The Americans were furious. Even Penney, the only British scientist with any access to United States nuclear technology was shunned by his erstwhile admirers in America. He was reduced, along with another Los Alamos scientist, the German-born theoretical physicist Rudolf Peierls, to visiting Fuchs regularly in Brixton prison to try to find out what secrets he might still have. It was a frustrating time for Penney.
Despite the setbacks, the development of Britain’s bomb continued and in early 1951 prime minister Clement Atlee wrote to his Australian counterpart Robert Menzies with a request for Australia to be used as the site for Britain’s first A-bomb. The anglophile Menzies agreed at once and the Monte Bello Islands, a small uninhabited archipelago off Western Australia, was earmarked as the site for the test.

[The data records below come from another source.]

use std::{path::PathBuf, sync::Arc};

use chatbot::{corpus_indexer, ChatMode, ChatSession, Config, DocumentSource, TextSource, WebLoader};
use clap::{Args, Parser, Subcommand};
use miette::{IntoDiagnostic, Result, WrapErr};
use tokio::io::{AsyncBufReadExt, AsyncWriteExt, BufReader};
use tracing_subscriber::EnvFilter;

#[derive(Parser, Debug)]
#[command(author, version, about = "Chat with Gemini or a retrieval-grounded Groq model")]
struct Cli {
    #[command(subcommand)]
    command: Command,
}

#[derive(Subcommand, Debug)]
enum Command {
    /// Interactive chat in the terminal. `/reset` clears, `/quit` exits.
    Chat(ChatArgs),
    /// Build the retrieval corpus and optionally query it.
    Index(IndexArgs),
}

#[derive(Args, Debug)]
struct ChatArgs {
    /// Overrides CHATBOT_MODE.
    #[arg(long, value_enum)]
    mode: Option<ChatMode>,
}

#[derive(Args, Debug)]
struct IndexArgs {
    /// Page to index instead of CORPUS_URL.
    #[arg(long, conflicts_with = "file")]
    url: Option<String>,
    /// Local text file to index.
    #[arg(long)]
    file: Option<PathBuf>,
    /// Print the chunks nearest to this text.
    #[arg(long)]
    query: Option<String>,
    #[arg(long, default_value_t = 4)]
    top: usize,
}

#[tokio::main]
async fn main() -> Result<()> {
    tracing_subscriber::fmt()
        .with_env_filter(
            EnvFilter::try_from_default_env().unwrap_or_else(|_| EnvFilter::new("warn")),
        )
        .with_writer(std::io::stderr)
        .init();

    let cli = Cli::parse();
    let mut config = Config::from_env()?;

    match cli.command {
        Command::Chat(args) => {
            if let Some(mode) = args.mode {
                config.mode = mode;
            }
            chat(&config).await
        }
        Command::Index(args) => index(&config, args).await,
    }
}

async fn chat(config: &Config) -> Result<()> {
    let controller = chatbot::build_controller(config)?;
    let mut session = ChatSession::new();

    let mut stdout = tokio::io::stdout();
    let mut lines = BufReader::new(tokio::io::stdin()).lines();

    println!("Chatting with {} ({}).", controller.model(), config.mode.as_str());

    loop {
        stdout.write_all(b"You: ").await.into_diagnostic()?;
        stdout.flush().await.into_diagnostic()?;

        let Some(line) = lines.next_line().await.into_diagnostic()? else {
            break;
        };

        match line.trim() {
            "/quit" => break,
            "/reset" => {
                controller.reset(&mut session);
                println!("(history cleared)");
            }
            _ => {
                if let Some(reply) = controller.submit(&mut session, &line).await {
                    println!("Bot: {}\n", reply.text);
                }
            }
        }
    }

    Ok(())
}

async fn index(config: &Config, args: IndexArgs) -> Result<()> {
    let source: Arc<dyn DocumentSource> = match (&args.file, &args.url) {
        (Some(path), _) => {
            let text = tokio::fs::read_to_string(path)
                .await
                .into_diagnostic()
                .wrap_err_with(|| format!("Could not read {}", path.display()))?;
            Arc::new(TextSource::new(path.display().to_string(), text))
        }
        (None, Some(url)) => Arc::new(WebLoader::new(url.clone())?),
        (None, None) => Arc::new(WebLoader::new(config.corpus.url.clone())?),
    };

    let indexer = corpus_indexer(config, source)?;
    let index = indexer.index().await?;
    println!(
        "Indexed {} chunks of {} dimensions.",
        index.len(),
        index.dimensions()
    );

    if let Some(query) = args.query {
        for (rank, hit) in indexer.retrieve(&query, args.top).await?.iter().enumerate() {
            println!(
                "\n#{} (distance {:.4}, chunk {})\n{}",
                rank + 1,
                hit.distance,
                hit.chunk.id,
                hit.chunk.text
            );
        }
    }

    Ok(())
}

By 1952, enough plutonium had been produced and the immensely precious and dangerous cargo was conveyed by saloon car to Aldermaston where Penney’s first bomb was being assembled. But amid scenes that could have come straight out of an Ealing Studios comedy, the car broke down on the way and the ingot of plutonium (in a container about the size of a large can of beans) had to be left on the back seat while the driver looked for a telephone. Penney and his high-powered team sweated it out for hours while a local garage carried out repairs before the ingot was delivered into their safe keeping.